◆ EXERCISE REQUIREMENTS: Whenever the word "duration" turns up in a line of the data below, copy that line.

-- GIVEN DATA follows --

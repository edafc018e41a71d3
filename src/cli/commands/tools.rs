//! Tools command - list the tools and their arguments.

use crate::cli::Output;
use crate::mcp::get_tools;
use crate::tools::ToolName;
use anyhow::Result;

/// Print every tool with its quota cost and arguments.
pub fn run_tools() -> Result<()> {
    let tools = get_tools();
    Output::header(&format!("Available tools ({})", tools.len()));
    println!();

    for tool in &tools {
        Output::tool(&tool.name, &tool.description);

        if let Ok(name) = tool.name.parse::<ToolName>() {
            Output::kv("quota", name.quota_cost());
        }

        let required: Vec<&str> = tool.input_schema["required"]
            .as_array()
            .map(|r| r.iter().filter_map(|v| v.as_str()).collect())
            .unwrap_or_default();
        if let Some(properties) = tool.input_schema["properties"].as_object() {
            let args: Vec<String> = properties
                .keys()
                .map(|k| {
                    if required.contains(&k.as_str()) {
                        k.clone()
                    } else {
                        format!("[{}]", k)
                    }
                })
                .collect();
            Output::kv("args", &args.join(" "));
        }
        println!();
    }

    Output::info("Run one with: ytdata call <tool> --arg key=value");
    Ok(())
}
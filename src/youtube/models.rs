//! YouTube Data API v3 response types.
//!
//! Only the fields the tools display are modelled. Every part is optional
//! because the requested `part` set differs between calls.

use chrono::{DateTime, Utc};
use serde::{Deserialize, Deserializer};

/// Deserialize a count that the API sends either as a string or a number.
fn count<'de, D>(deserializer: D) -> Result<Option<u64>, D::Error>
where
    D: Deserializer<'de>,
{
    #[derive(Deserialize)]
    #[serde(untagged)]
    enum Count {
        Number(u64),
        Text(String),
    }

    match Option::<Count>::deserialize(deserializer)? {
        None => Ok(None),
        Some(Count::Number(n)) => Ok(Some(n)),
        Some(Count::Text(s)) => s.trim().parse().map(Some).map_err(serde::de::Error::custom),
    }
}

/// Generic list envelope returned by every `list` endpoint.
#[derive(Debug, Clone, Deserialize)]
#[serde(rename_all = "camelCase")]
pub struct ListResponse<T> {
    #[serde(default = "Vec::new")]
    pub items: Vec<T>,
    pub next_page_token: Option<String>,
    pub page_info: Option<PageInfo>,
}

impl<T> ListResponse<T> {
    /// Total results reported by the API, falling back to the page size.
    pub fn total_results(&self) -> u64 {
        self.page_info
            .as_ref()
            .and_then(|p| p.total_results)
            .unwrap_or(self.items.len() as u64)
    }
}

#[derive(Debug, Clone, Deserialize)]
#[serde(rename_all = "camelCase")]
pub struct PageInfo {
    pub total_results: Option<u64>,
    pub results_per_page: Option<u64>,
}

// === Videos ===

#[derive(Debug, Clone, Deserialize)]
#[serde(rename_all = "camelCase")]
pub struct Video {
    pub id: String,
    pub snippet: Option<VideoSnippet>,
    pub statistics: Option<VideoStatistics>,
    pub content_details: Option<VideoContentDetails>,
    pub status: Option<VideoStatus>,
}

impl Video {
    pub fn title(&self) -> &str {
        self.snippet
            .as_ref()
            .and_then(|s| s.title.as_deref())
            .unwrap_or("Unknown Title")
    }

    pub fn stats(&self) -> VideoStatistics {
        self.statistics.clone().unwrap_or_default()
    }

    pub fn duration(&self) -> Option<&str> {
        self.content_details
            .as_ref()
            .and_then(|c| c.duration.as_deref())
    }

    pub fn published_at(&self) -> Option<DateTime<Utc>> {
        self.snippet.as_ref().and_then(|s| s.published_at)
    }
}

#[derive(Debug, Clone, Default, Deserialize)]
#[serde(rename_all = "camelCase")]
pub struct VideoSnippet {
    pub published_at: Option<DateTime<Utc>>,
    pub channel_id: Option<String>,
    pub title: Option<String>,
    pub description: Option<String>,
    pub channel_title: Option<String>,
    #[serde(default)]
    pub tags: Vec<String>,
    pub category_id: Option<String>,
}

#[derive(Debug, Clone, Default, Deserialize)]
#[serde(rename_all = "camelCase")]
pub struct VideoStatistics {
    #[serde(default, deserialize_with = "count")]
    pub view_count: Option<u64>,
    #[serde(default, deserialize_with = "count")]
    pub like_count: Option<u64>,
    #[serde(default, deserialize_with = "count")]
    pub comment_count: Option<u64>,
}

impl VideoStatistics {
    pub fn views(&self) -> u64 {
        self.view_count.unwrap_or(0)
    }

    pub fn likes(&self) -> u64 {
        self.like_count.unwrap_or(0)
    }

    pub fn comments(&self) -> u64 {
        self.comment_count.unwrap_or(0)
    }
}

#[derive(Debug, Clone, Default, Deserialize)]
#[serde(rename_all = "camelCase")]
pub struct VideoContentDetails {
    /// ISO 8601 duration, e.g. `PT4M13S`.
    pub duration: Option<String>,
    pub definition: Option<String>,
    pub caption: Option<String>,
}

#[derive(Debug, Clone, Default, Deserialize)]
#[serde(rename_all = "camelCase")]
pub struct VideoStatus {
    pub privacy_status: Option<String>,
    pub license: Option<String>,
}

// === Channels ===

#[derive(Debug, Clone, Deserialize)]
#[serde(rename_all = "camelCase")]
pub struct Channel {
    pub id: String,
    pub snippet: Option<ChannelSnippet>,
    pub statistics: Option<ChannelStatistics>,
}

impl Channel {
    pub fn title(&self) -> &str {
        self.snippet
            .as_ref()
            .and_then(|s| s.title.as_deref())
            .unwrap_or("Unknown")
    }
}

#[derive(Debug, Clone, Default, Deserialize)]
#[serde(rename_all = "camelCase")]
pub struct ChannelSnippet {
    pub title: Option<String>,
    pub description: Option<String>,
    pub custom_url: Option<String>,
    pub published_at: Option<DateTime<Utc>>,
    pub country: Option<String>,
}

#[derive(Debug, Clone, Default, Deserialize)]
#[serde(rename_all = "camelCase")]
pub struct ChannelStatistics {
    #[serde(default, deserialize_with = "count")]
    pub view_count: Option<u64>,
    #[serde(default, deserialize_with = "count")]
    pub subscriber_count: Option<u64>,
    #[serde(default)]
    pub hidden_subscriber_count: bool,
    #[serde(default, deserialize_with = "count")]
    pub video_count: Option<u64>,
}

// === Playlists ===

#[derive(Debug, Clone, Deserialize)]
#[serde(rename_all = "camelCase")]
pub struct Playlist {
    pub id: String,
    pub snippet: Option<PlaylistSnippet>,
    pub status: Option<PlaylistStatus>,
    pub content_details: Option<PlaylistContentDetails>,
}

#[derive(Debug, Clone, Default, Deserialize)]
#[serde(rename_all = "camelCase")]
pub struct PlaylistSnippet {
    pub published_at: Option<DateTime<Utc>>,
    pub channel_id: Option<String>,
    pub title: Option<String>,
    pub description: Option<String>,
    pub channel_title: Option<String>,
}

#[derive(Debug, Clone, Default, Deserialize)]
#[serde(rename_all = "camelCase")]
pub struct PlaylistStatus {
    pub privacy_status: Option<String>,
}

#[derive(Debug, Clone, Default, Deserialize)]
#[serde(rename_all = "camelCase")]
pub struct PlaylistContentDetails {
    #[serde(default, deserialize_with = "count")]
    pub item_count: Option<u64>,
}

#[derive(Debug, Clone, Deserialize)]
#[serde(rename_all = "camelCase")]
pub struct PlaylistItem {
    pub id: Option<String>,
    pub snippet: Option<PlaylistItemSnippet>,
}

#[derive(Debug, Clone, Default, Deserialize)]
#[serde(rename_all = "camelCase")]
pub struct PlaylistItemSnippet {
    pub published_at: Option<DateTime<Utc>>,
    pub title: Option<String>,
    pub channel_title: Option<String>,
    pub video_owner_channel_title: Option<String>,
    pub position: Option<u32>,
    pub resource_id: Option<ResourceId>,
}

#[derive(Debug, Clone, Default, Deserialize)]
#[serde(rename_all = "camelCase")]
pub struct ResourceId {
    pub kind: Option<String>,
    pub video_id: Option<String>,
}

// === Search ===

#[derive(Debug, Clone, Deserialize)]
#[serde(rename_all = "camelCase")]
pub struct SearchResult {
    pub id: SearchResultId,
    pub snippet: Option<VideoSnippet>,
}

#[derive(Debug, Clone, Default, Deserialize)]
#[serde(rename_all = "camelCase")]
pub struct SearchResultId {
    pub kind: Option<String>,
    pub video_id: Option<String>,
    pub channel_id: Option<String>,
    pub playlist_id: Option<String>,
}

// === Categories ===

#[derive(Debug, Clone, Deserialize)]
#[serde(rename_all = "camelCase")]
pub struct VideoCategory {
    pub id: String,
    pub snippet: Option<VideoCategorySnippet>,
}

#[derive(Debug, Clone, Default, Deserialize)]
#[serde(rename_all = "camelCase")]
pub struct VideoCategorySnippet {
    pub title: Option<String>,
    pub assignable: Option<bool>,
}

// === Comments ===

#[derive(Debug, Clone, Deserialize)]
#[serde(rename_all = "camelCase")]
pub struct CommentThread {
    pub id: String,
    pub snippet: CommentThreadSnippet,
    pub replies: Option<CommentThreadReplies>,
}

impl CommentThread {
    /// Replies included with the thread (at most 5 unless deep-fetched).
    pub fn reply_list(&self) -> &[Comment] {
        self.replies
            .as_ref()
            .map(|r| r.comments.as_slice())
            .unwrap_or(&[])
    }
}

#[derive(Debug, Clone, Deserialize)]
#[serde(rename_all = "camelCase")]
pub struct CommentThreadSnippet {
    pub video_id: Option<String>,
    pub top_level_comment: Comment,
    #[serde(default)]
    pub total_reply_count: u64,
}

#[derive(Debug, Clone, Default, Deserialize)]
#[serde(rename_all = "camelCase")]
pub struct CommentThreadReplies {
    #[serde(default)]
    pub comments: Vec<Comment>,
}

#[derive(Debug, Clone, Deserialize)]
#[serde(rename_all = "camelCase")]
pub struct Comment {
    pub id: String,
    #[serde(default)]
    pub snippet: CommentSnippet,
}

#[derive(Debug, Clone, Default, Deserialize)]
#[serde(rename_all = "camelCase")]
pub struct CommentSnippet {
    pub author_display_name: Option<String>,
    pub text_display: Option<String>,
    #[serde(default, deserialize_with = "count")]
    pub like_count: Option<u64>,
    pub published_at: Option<DateTime<Utc>>,
}

// === Captions ===

#[derive(Debug, Clone, Deserialize)]
#[serde(rename_all = "camelCase")]
pub struct Caption {
    pub id: String,
    #[serde(default)]
    pub snippet: CaptionSnippet,
}

impl Caption {
    /// A track counts as manual when the API reports it as not auto-synced.
    /// A missing flag counts as auto-synced.
    pub fn is_manual(&self) -> bool {
        self.snippet.is_auto_synced == Some(false)
    }
}

#[derive(Debug, Clone, Default, Deserialize)]
#[serde(rename_all = "camelCase")]
pub struct CaptionSnippet {
    pub language: Option<String>,
    pub name: Option<String>,
    pub track_kind: Option<String>,
    pub is_auto_synced: Option<bool>,
}

// === Errors ===

#[derive(Debug, Clone, Deserialize)]
pub struct ApiErrorResponse {
    pub error: ApiErrorBody,
}

#[derive(Debug, Clone, Deserialize)]
pub struct ApiErrorBody {
    pub code: Option<u16>,
    pub message: Option<String>,
    #[serde(default)]
    pub errors: Vec<ApiErrorDetail>,
}

#[derive(Debug, Clone, Deserialize)]
pub struct ApiErrorDetail {
    pub reason: Option<String>,
    pub message: Option<String>,
    pub domain: Option<String>,
}
//! MCP protocol types (JSON-RPC 2.0).

use serde::{Deserialize, Serialize};
use serde_json::Value;

pub const PARSE_ERROR: i32 = -32700;
pub const INVALID_REQUEST: i32 = -32600;
pub const METHOD_NOT_FOUND: i32 = -32601;
pub const INVALID_PARAMS: i32 = -32602;

/// JSON-RPC request. Requests without an `id` are notifications.
#[derive(Debug, Deserialize)]
pub struct JsonRpcRequest {
    #[serde(default)]
    pub jsonrpc: String,
    #[serde(default)]
    pub id: Option<Value>,
    pub method: String,
    #[serde(default)]
    pub params: Option<Value>,
}

impl JsonRpcRequest {
    pub fn is_notification(&self) -> bool {
        self.id.is_none()
    }
}

/// JSON-RPC response.
#[derive(Debug, Serialize)]
pub struct JsonRpcResponse {
    pub jsonrpc: String,
    pub id: Value,
    #[serde(skip_serializing_if = "Option::is_none")]
    pub result: Option<Value>,
    #[serde(skip_serializing_if = "Option::is_none")]
    pub error: Option<JsonRpcError>,
}

impl JsonRpcResponse {
    pub fn success(id: Option<Value>, result: Value) -> Self {
        Self {
            jsonrpc: "2.0".to_string(),
            id: id.unwrap_or(Value::Null),
            result: Some(result),
            error: None,
        }
    }

    pub fn error(id: Option<Value>, code: i32, message: &str) -> Self {
        Self {
            jsonrpc: "2.0".to_string(),
            id: id.unwrap_or(Value::Null),
            result: None,
            error: Some(JsonRpcError {
                code,
                message: message.to_string(),
                data: None,
            }),
        }
    }
}

#[derive(Debug, Serialize)]
pub struct JsonRpcError {
    pub code: i32,
    pub message: String,
    #[serde(skip_serializing_if = "Option::is_none")]
    pub data: Option<Value>,
}

/// MCP Initialize request params.
#[derive(Debug, Default, Deserialize)]
#[serde(rename_all = "camelCase")]
pub struct InitializeParams {
    #[serde(default)]
    pub protocol_version: Option<String>,
    #[serde(default)]
    pub client_info: Option<ClientInfo>,
}

#[derive(Debug, Deserialize)]
pub struct ClientInfo {
    pub name: String,
    #[serde(default)]
    pub version: Option<String>,
}

/// MCP Initialize response.
#[derive(Debug, Serialize)]
#[serde(rename_all = "camelCase")]
pub struct InitializeResult {
    pub protocol_version: String,
    pub capabilities: ServerCapabilities,
    pub server_info: ServerInfo,
}

#[derive(Debug, Serialize)]
pub struct ServerCapabilities {
    pub tools: ListChangedCapability,
    pub resources: ListChangedCapability,
}

#[derive(Debug, Serialize)]
pub struct ListChangedCapability {
    #[serde(rename = "listChanged")]
    pub list_changed: bool,
}

#[derive(Debug, Serialize)]
pub struct ServerInfo {
    pub name: String,
    pub version: String,
}

/// Tool definition.
#[derive(Debug, Serialize, Clone)]
#[serde(rename_all = "camelCase")]
pub struct Tool {
    pub name: String,
    pub description: String,
    pub input_schema: Value,
}

/// Tools list response.
#[derive(Debug, Serialize)]
pub struct ToolsListResult {
    pub tools: Vec<Tool>,
}

/// Tool call request params.
#[derive(Debug, Deserialize)]
pub struct ToolCallParams {
    pub name: String,
    #[serde(default)]
    pub arguments: Option<Value>,
}

/// Tool call response.
#[derive(Debug, Serialize)]
pub struct ToolCallResult {
    pub content: Vec<ToolContent>,
    #[serde(rename = "isError")]
    pub is_error: bool,
}

#[derive(Debug, Serialize)]
#[serde(tag = "type")]
pub enum ToolContent {
    #[serde(rename = "text")]
    Text { text: String },
}

impl ToolCallResult {
    pub fn text(text: String) -> Self {
        Self {
            content: vec![ToolContent::Text { text }],
            is_error: false,
        }
    }

    pub fn error(message: String) -> Self {
        Self {
            content: vec![ToolContent::Text { text: message }],
            is_error: true,
        }
    }
}

/// Resource descriptor.
#[derive(Debug, Serialize, Clone)]
#[serde(rename_all = "camelCase")]
pub struct Resource {
    pub uri: String,
    pub name: String,
    pub description: String,
    pub mime_type: String,
}

/// Resources list response.
#[derive(Debug, Serialize)]
pub struct ResourcesListResult {
    pub resources: Vec<Resource>,
}

/// Resource read request params.
#[derive(Debug, Deserialize)]
pub struct ResourceReadParams {
    pub uri: String,
}

/// Resource read response.
#[derive(Debug, Serialize)]
pub struct ResourceReadResult {
    pub contents: Vec<ResourceContents>,
}

#[derive(Debug, Serialize)]
#[serde(rename_all = "camelCase")]
pub struct ResourceContents {
    pub uri: String,
    pub mime_type: String,
    pub text: String,
}
//! MCP command implementation.

use crate::config::Settings;
use crate::mcp::McpServer;
use crate::tools::ToolContext;
use anyhow::Result;

/// Run the MCP server on stdio.
pub async fn run_mcp(settings: Settings) -> Result<()> {
    let ctx = ToolContext::from_settings(&settings)?;
    McpServer::new(ctx).run().await
}
//! MCP (Model Context Protocol) server for ytdata.
//!
//! Exposes the YouTube tools to AI assistants.
//! Implements JSON-RPC 2.0 over stdio.

mod protocol;
mod resources;
mod server;
mod tools;

pub use protocol::Tool;
pub use server::McpServer;
pub use tools::get_tools;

-- GIVEN DATA concluded --

◆ SOLUTION FOR THIS PROBLEM:
    pub fn duration(&self) -> Option<&str> {
            .and_then(|c| c.duration.as_deref())
    /// ISO 8601 duration, e.g. `PT4M13S`.
    pub duration: Option<String>,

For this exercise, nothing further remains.